use anyhow::{Context, Result};
use clap::{Parser, Subcommand};
use igov_governance::{governance_from_env, ReportRange};
use serde::Serialize;
use tracing_subscriber::EnvFilter;

#[derive(Debug, Parser)]
#[command(name = "igov-cli")]
#[command(about = "Image URL governance command-line interface")]
struct Cli {
    #[command(subcommand)]
    command: Option<Commands>,
}

#[derive(Debug, Subcommand)]
enum Commands {
    /// Scan read-only and print the preview job.
    Preview {
        #[arg(long)]
        limit: Option<usize>,
    },
    /// Execute a stored preview, or rescan and execute when it is unknown.
    Execute {
        #[arg(long)]
        job_id: Option<String>,
        /// Per-kind limit for the rescan path.
        #[arg(long)]
        limit: Option<usize>,
    },
    /// Write today's preview snapshot.
    Snapshot,
    /// Print the daily analytics report.
    Report {
        #[arg(long, default_value = "week")]
        range: ReportRange,
    },
    /// Serve the HTTP API and run the snapshot scheduler when enabled.
    Serve,
}

fn init_tracing() {
    let filter = EnvFilter::try_from_default_env().unwrap_or_else(|_| EnvFilter::new("info"));
    let json = std::env::var("IGOV_LOG_JSON")
        .map(|v| matches!(v.as_str(), "1" | "true" | "TRUE" | "True"))
        .unwrap_or(false);
    let builder = tracing_subscriber::fmt()
        .with_env_filter(filter)
        .with_target(false)
        .with_writer(std::io::stderr);
    if json {
        builder.json().init();
    } else {
        builder.init();
    }
}

fn print_json<T: Serialize>(value: &T) -> Result<()> {
    let text = serde_json::to_string_pretty(value).context("serializing output")?;
    println!("{text}");
    Ok(())
}

#[tokio::main]
async fn main() -> Result<()> {
    init_tracing();
    let cli = Cli::parse();

    match cli.command.unwrap_or(Commands::Preview { limit: None }) {
        Commands::Preview { limit } => {
            let governance = governance_from_env().await?;
            let job = governance.preview(limit).await;
            print_json(job.as_ref())?;
        }
        Commands::Execute { job_id, limit } => {
            let governance = governance_from_env().await?;
            let outcome = governance.execute(job_id.as_deref(), limit).await;
            print_json(&outcome)?;
        }
        Commands::Snapshot => {
            let governance = governance_from_env().await?;
            let stored = governance.snapshot_once().await?;
            println!("snapshot written: {}", stored.absolute_path.display());
        }
        Commands::Report { range } => {
            let governance = governance_from_env().await?;
            print_json(&governance.daily_report(range).await)?;
        }
        Commands::Serve => igov_web::serve_from_env().await?,
    }

    Ok(())
}
//! URL normalization rule table.
//!
//! Rules are evaluated in order and the first match wins. The function is total:
//! anything that fails to parse is reported as [`ReasonCode::Invalid`] and left as-is.

use url::{Host, Position, Url};

use crate::{NormalizationOutcome, ReasonCode};

/// Upload subdirectories that may appear without their `/uploads/` prefix.
pub const KNOWN_UPLOAD_DIRS: [&str; 3] = ["avatars", "community", "analysis"];

struct Unparseable;

struct CanonicalOrigin {
    url: Url,
    serialized: String,
}

impl CanonicalOrigin {
    fn parse(origin: &str) -> Result<Self, Unparseable> {
        let url = Url::parse(origin.trim()).map_err(|_| Unparseable)?;
        if url.host().is_none() {
            return Err(Unparseable);
        }
        let serialized = url.origin().ascii_serialization();
        if serialized == "null" {
            return Err(Unparseable);
        }
        Ok(Self { url, serialized })
    }

    fn uploads(&self, directory: &str, name: &str) -> String {
        format!("{}/uploads/{}/{}", self.serialized, directory, name)
    }

    /// Same host, or both hosts are loopback aliases of one another.
    fn matches_host(&self, candidate: &Url) -> bool {
        match (candidate.host(), self.url.host()) {
            (Some(a), Some(b)) => a == b || (is_loopback(&a) && is_loopback(&b)),
            _ => false,
        }
    }

    fn matches_port(&self, candidate: &Url) -> bool {
        candidate.scheme() == self.url.scheme()
            && candidate.port_or_known_default() == self.url.port_or_known_default()
    }
}

fn is_loopback(host: &Host<&str>) -> bool {
    match host {
        Host::Domain(domain) => domain.eq_ignore_ascii_case("localhost"),
        Host::Ipv4(ip) => ip.is_loopback() || ip.is_unspecified(),
        Host::Ipv6(ip) => ip.is_loopback() || ip.is_unspecified(),
    }
}

fn has_http_scheme(value: &str) -> bool {
    let prefix = value.get(..8).unwrap_or(value).to_ascii_lowercase();
    prefix.starts_with("http://") || prefix.starts_with("https://")
}

fn known_upload_dir(value: &str) -> bool {
    KNOWN_UPLOAD_DIRS.iter().any(|dir| {
        value
            .strip_prefix(dir)
            .is_some_and(|rest| rest.starts_with('/'))
    })
}

/// Classify and rewrite one URL toward `canonical_origin`.
///
/// `default_directory` names the upload subdirectory used for bare filenames and
/// legacy `/images/` paths (e.g. `avatars` for avatar fields).
pub fn normalize(
    raw: &str,
    default_directory: &str,
    canonical_origin: &str,
) -> NormalizationOutcome {
    match classify(raw, default_directory, canonical_origin) {
        Ok(Some((resolved, reason))) => NormalizationOutcome::rewritten(raw, resolved, reason),
        Ok(None) => NormalizationOutcome::unchanged(raw, ReasonCode::None),
        Err(Unparseable) => NormalizationOutcome::unchanged(raw, ReasonCode::Invalid),
    }
}

fn classify(
    raw: &str,
    default_directory: &str,
    canonical_origin: &str,
) -> Result<Option<(String, ReasonCode)>, Unparseable> {
    let value = raw.trim();
    if value.is_empty() {
        return Ok(None);
    }

    let origin = CanonicalOrigin::parse(canonical_origin)?;
    let directory = default_directory.trim_matches('/');

    if has_http_scheme(value) {
        let url = Url::parse(value).map_err(|_| Unparseable)?;
        if url.host().is_none() {
            return Err(Unparseable);
        }
        if origin.matches_host(&url) && !origin.matches_port(&url) {
            let rewritten = format!("{}{}", origin.serialized, &url[Position::BeforePath..]);
            return Ok(Some((rewritten, ReasonCode::PortRewrite)));
        }
        return Ok(None);
    }

    if value.starts_with("//") {
        let rewritten = format!("{}:{}", origin.url.scheme(), value);
        return Ok(Some((rewritten, ReasonCode::ProtocolNormalized)));
    }

    if value.starts_with("/uploads/") {
        return Ok(Some((
            format!("{}{}", origin.serialized, value),
            ReasonCode::RelativeToAbsolute,
        )));
    }

    if value.starts_with("uploads/") {
        return Ok(Some((
            format!("{}/{}", origin.serialized, value),
            ReasonCode::RelativeToAbsolute,
        )));
    }

    if known_upload_dir(value) {
        return Ok(Some((
            format!("{}/uploads/{}", origin.serialized, value),
            ReasonCode::UploadsPrefixAdded,
        )));
    }

    if let Some(name) = value.strip_prefix("/images/") {
        return Ok(Some((origin.uploads(directory, name), ReasonCode::UploadsPrefixAdded)));
    }

    if !value.contains('/') {
        return Ok(Some((origin.uploads(directory, value), ReasonCode::UploadsPrefixAdded)));
    }

    if value.starts_with('/') {
        return Ok(Some((
            format!("{}{}", origin.serialized, value),
            ReasonCode::RelativeToAbsolute,
        )));
    }

    Ok(Some((
        format!("{}/{}", origin.serialized, value),
        ReasonCode::RelativeToAbsolute,
    )))
}

#[cfg(test)]
mod tests {
    use super::*;
    use proptest::prelude::*;

    const ORIGIN: &str = "http://localhost:5000";

    fn check(raw: &str, dir: &str, resolved: &str, reason: ReasonCode) {
        let out = normalize(raw, dir, ORIGIN);
        assert_eq!(out.resolved_value, resolved, "input {raw:?}");
        assert_eq!(out.reason_code, reason, "input {raw:?}");
        assert_eq!(out.changed, resolved != raw, "input {raw:?}");
    }

    #[test]
    fn rewrites_loopback_port() {
        check(
            "http://localhost:4000/uploads/a.png",
            "analysis",
            "http://localhost:5000/uploads/a.png",
            ReasonCode::PortRewrite,
        );
        check(
            "http://127.0.0.1:3000/uploads/avatars/b.png?v=2",
            "avatars",
            "http://localhost:5000/uploads/avatars/b.png?v=2",
            ReasonCode::PortRewrite,
        );
    }

    #[test]
    fn leaves_foreign_hosts_alone() {
        check(
            "https://cdn.example.com/x.png",
            "avatars",
            "https://cdn.example.com/x.png",
            ReasonCode::None,
        );
        check(
            "http://localhost:5000/uploads/a.png",
            "avatars",
            "http://localhost:5000/uploads/a.png",
            ReasonCode::None,
        );
    }

    #[test]
    fn blank_input_is_untouched() {
        check("", "avatars", "", ReasonCode::None);
        check("   ", "avatars", "   ", ReasonCode::None);
    }

    #[test]
    fn protocol_relative_gets_canonical_scheme() {
        check(
            "//img.example.com/a.png",
            "community",
            "http://img.example.com/a.png",
            ReasonCode::ProtocolNormalized,
        );
    }

    #[test]
    fn relative_upload_paths_become_absolute() {
        check(
            "/uploads/community/a.png",
            "community",
            "http://localhost:5000/uploads/community/a.png",
            ReasonCode::RelativeToAbsolute,
        );
        check(
            "uploads/community/a.png",
            "community",
            "http://localhost:5000/uploads/community/a.png",
            ReasonCode::RelativeToAbsolute,
        );
        check(
            "/static/a.png",
            "community",
            "http://localhost:5000/static/a.png",
            ReasonCode::RelativeToAbsolute,
        );
        check(
            "static/a.png",
            "community",
            "http://localhost:5000/static/a.png",
            ReasonCode::RelativeToAbsolute,
        );
    }

    #[test]
    fn upload_prefix_is_added() {
        check(
            "avatars/pic.jpg",
            "avatars",
            "http://localhost:5000/uploads/avatars/pic.jpg",
            ReasonCode::UploadsPrefixAdded,
        );
        check(
            "pic.jpg",
            "community",
            "http://localhost:5000/uploads/community/pic.jpg",
            ReasonCode::UploadsPrefixAdded,
        );
        check(
            "/images/legacy.png",
            "analysis",
            "http://localhost:5000/uploads/analysis/legacy.png",
            ReasonCode::UploadsPrefixAdded,
        );
    }

    #[test]
    fn malformed_absolute_urls_are_invalid() {
        for raw in ["http://", "http://exa mple.com/x.png", "http://localhost:99999/a.png"] {
            let out = normalize(raw, "avatars", ORIGIN);
            assert_eq!(out.reason_code, ReasonCode::Invalid, "input {raw:?}");
            assert_eq!(out.resolved_value, raw);
            assert!(!out.changed);
        }
    }

    #[test]
    fn unusable_origin_is_invalid() {
        let out = normalize("pic.jpg", "avatars", "not an origin");
        assert_eq!(out.reason_code, ReasonCode::Invalid);
        assert!(!out.changed);
    }

    #[test]
    fn canonical_output_is_stable() {
        for (raw, dir) in [
            ("http://localhost:4000/uploads/a.png", "analysis"),
            ("avatars/pic.jpg", "avatars"),
            ("pic.jpg", "community"),
            ("/images/legacy.png", "analysis"),
            ("/uploads/x.png", "community"),
        ] {
            let first = normalize(raw, dir, ORIGIN);
            assert!(first.changed);
            let second = normalize(&first.resolved_value, dir, ORIGIN);
            assert!(!second.changed, "second pass rewrote {:?}", first.resolved_value);
            assert_eq!(second.reason_code, ReasonCode::None);
        }
    }

    proptest! {
        #[test]
        fn normalize_is_total(raw in ".*", dir in "[a-z]{0,8}") {
            let out = normalize(&raw, &dir, ORIGIN);
            prop_assert_eq!(out.changed, out.resolved_value != raw);
        }

        #[test]
        fn normalize_is_total_on_url_shaped_input(
            scheme in "(http|https|HTTP|ftp)?",
            sep in "(://|//|/|)",
            rest in "[a-zA-Z0-9:./\\[\\]@%?#_ -]{0,40}",
        ) {
            let raw = format!("{scheme}{sep}{rest}");
            let out = normalize(&raw, "avatars", ORIGIN);
            prop_assert_eq!(out.changed, out.resolved_value != raw);
            if out.reason_code == ReasonCode::Invalid {
                prop_assert!(!out.changed);
            }
        }
    }
}
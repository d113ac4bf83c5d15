//! Candidate scanner: walks entity descriptors and collects URL rewrites.

use std::sync::Arc;

use chrono::Utc;
use igov_adapters::{EntityDescriptor, FieldShape, StrategyRegistry};
use igov_core::{normalize, Candidate, PreviewResult, RawReference, ReasonCode};
use igov_storage::DocumentStore;
use serde_json::Value;
use tracing::{info, info_span, warn, Instrument};

pub struct Scanner {
    store: Arc<dyn DocumentStore>,
    registry: Arc<StrategyRegistry>,
    canonical_origin: String,
}

#[derive(Default)]
struct ScanState {
    candidates: Vec<Candidate>,
    invalid_seen: usize,
}

impl ScanState {
    fn consider(
        &mut self,
        descriptor: &EntityDescriptor,
        document_id: &str,
        field_path: &str,
        raw: &str,
        origin: &str,
    ) {
        let outcome = normalize(raw, descriptor.default_directory, origin);
        if outcome.reason_code == ReasonCode::Invalid {
            self.invalid_seen += 1;
        }
        let reference = RawReference {
            entity_kind: descriptor.entity_kind.to_string(),
            document_id: document_id.to_string(),
            field_path: field_path.to_string(),
            original_value: raw.to_string(),
        };
        if let Some(candidate) = Candidate::from_outcome(reference, outcome) {
            self.candidates.push(candidate);
        }
    }
}

impl Scanner {
    pub fn new(
        store: Arc<dyn DocumentStore>,
        registry: Arc<StrategyRegistry>,
        canonical_origin: impl Into<String>,
    ) -> Self {
        Self {
            store,
            registry,
            canonical_origin: canonical_origin.into(),
        }
    }

    /// Read-only pass over up to `limit_per_entity_kind` documents of each kind.
    ///
    /// A failed query skips that entity kind; the remaining kinds are still scanned
    /// and the partial result is returned.
    pub async fn scan(&self, limit_per_entity_kind: usize) -> PreviewResult {
        let started_at = Utc::now();
        let mut state = ScanState::default();
        let mut skipped = Vec::new();

        for descriptor in self.registry.descriptors() {
            let span = info_span!("scan_entity_kind", entity_kind = descriptor.entity_kind);
            let fields = descriptor.field_names();
            let found = self
                .store
                .find(descriptor.collection, &fields, limit_per_entity_kind)
                .instrument(span)
                .await;
            let documents = match found {
                Ok(documents) => documents,
                Err(err) => {
                    warn!(
                        entity_kind = descriptor.entity_kind,
                        error = %err,
                        "scan query failed; skipping entity kind"
                    );
                    skipped.push(descriptor.entity_kind.to_string());
                    continue;
                }
            };

            for document in &documents {
                for field in descriptor.fields {
                    let field_path = field.field_path();
                    match (field.shape, document.fields.get(field.name)) {
                        (FieldShape::Scalar, Some(Value::String(raw))) => state.consider(
                            descriptor,
                            &document.id,
                            &field_path,
                            raw,
                            &self.canonical_origin,
                        ),
                        (FieldShape::Array, Some(Value::Array(items))) => {
                            for raw in items.iter().filter_map(Value::as_str) {
                                state.consider(
                                    descriptor,
                                    &document.id,
                                    &field_path,
                                    raw,
                                    &self.canonical_origin,
                                );
                            }
                        }
                        _ => {}
                    }
                }
            }
        }

        let mut result = PreviewResult::from_candidates(started_at, Utc::now(), state.candidates);
        result.skipped_entity_kinds = skipped;
        info!(
            candidates = result.summary.total_candidates,
            invalid_seen = state.invalid_seen,
            skipped = result.skipped_entity_kinds.len(),
            duration_ms = result.duration_ms,
            "image url scan complete"
        );
        result
    }
}

#[cfg(test)]
mod tests {
    use super::*;
    use async_trait::async_trait;
    use igov_storage::{
        BulkWriteSummary, Document, MemoryDocumentStore, StoreError, UpdateOperation,
    };
    use serde_json::json;

    const ORIGIN: &str = "http://localhost:5000";

    async fn seeded() -> Arc<MemoryDocumentStore> {
        let store = Arc::new(MemoryDocumentStore::new());
        store.insert("users", "u1", json!({"avatar": "pic.jpg"})).await;
        store
            .insert(
                "users",
                "u2",
                json!({"avatar": "http://localhost:5000/uploads/avatars/ok.jpg"}),
            )
            .await;
        store
            .insert(
                "pets",
                "p1",
                json!({"avatar": "http://127.0.0.1:4000/uploads/avatars/cat.jpg"}),
            )
            .await;
        store
            .insert(
                "posts",
                "post1",
                json!({"images": [
                    "community/a.png",
                    "https://cdn.example.com/b.png",
                    7,
                    "/images/c.png"
                ]}),
            )
            .await;
        store.insert("records", "r1", json!({"images": []})).await;
        store
    }

    struct FailingCollection {
        inner: Arc<MemoryDocumentStore>,
        collection: &'static str,
    }

    #[async_trait]
    impl DocumentStore for FailingCollection {
        fn backend_name(&self) -> &'static str {
            "failing"
        }

        async fn find(
            &self,
            collection: &str,
            fields: &[&str],
            limit: usize,
        ) -> Result<Vec<Document>, StoreError> {
            if collection == self.collection {
                return Err(StoreError::Query {
                    collection: collection.into(),
                    message: "connection reset".into(),
                });
            }
            self.inner.find(collection, fields, limit).await
        }

        async fn bulk_update(
            &self,
            collection: &str,
            ops: Vec<UpdateOperation>,
        ) -> Result<BulkWriteSummary, StoreError> {
            self.inner.bulk_update(collection, ops).await
        }
    }

    #[tokio::test]
    async fn scan_collects_changed_references_only() {
        let scanner = Scanner::new(seeded().await, Arc::new(StrategyRegistry::default()), ORIGIN);
        let result = scanner.scan(100).await;

        assert!(result.is_consistent());
        assert_eq!(result.summary.total_candidates, 4);
        assert_eq!(result.summary.by_entity_kind["user"], 1);
        assert_eq!(result.summary.by_entity_kind["pet"], 1);
        assert_eq!(result.summary.by_entity_kind["post"], 2);
        assert_eq!(result.summary.reason_count(ReasonCode::PortRewrite), 1);
        assert_eq!(result.summary.reason_count(ReasonCode::UploadsPrefixAdded), 3);

        let post = result
            .sample_changes
            .iter()
            .find(|c| c.reference.original_value == "/images/c.png")
            .expect("legacy post image");
        assert_eq!(post.reference.field_path, "images[]");
        assert_eq!(post.outcome.resolved_value, "http://localhost:5000/uploads/community/c.png");
    }

    #[tokio::test]
    async fn limit_applies_per_entity_kind() {
        let store = Arc::new(MemoryDocumentStore::new());
        for i in 0..5 {
            store.insert("users", &format!("u{i}"), json!({"avatar": "a.png"})).await;
            store.insert("pets", &format!("p{i}"), json!({"avatar": "b.png"})).await;
        }
        let scanner = Scanner::new(store, Arc::new(StrategyRegistry::default()), ORIGIN);
        let result = scanner.scan(2).await;
        assert_eq!(result.summary.by_entity_kind["user"], 2);
        assert_eq!(result.summary.by_entity_kind["pet"], 2);
    }

    #[tokio::test]
    async fn failed_entity_kind_is_skipped() {
        let store = Arc::new(FailingCollection {
            inner: seeded().await,
            collection: "pets",
        });
        let scanner = Scanner::new(store, Arc::new(StrategyRegistry::default()), ORIGIN);
        let result = scanner.scan(100).await;

        assert!(result.is_consistent());
        assert_eq!(result.skipped_entity_kinds, vec!["pet".to_string()]);
        assert!(!result.summary.by_entity_kind.contains_key("pet"));
        assert_eq!(result.summary.total_candidates, 3);
    }
}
++++++++++++++++++++
▶ **TASK INSTRUCTIONS**
Scan the entries above for the word "unchanged" and collect each line holding it.

▶ **RESULT OF THE EXERCISE**
        Ok(None) => NormalizationOutcome::unchanged(raw, ReasonCode::None),
        Err(Unparseable) => NormalizationOutcome::unchanged(raw, ReasonCode::Invalid),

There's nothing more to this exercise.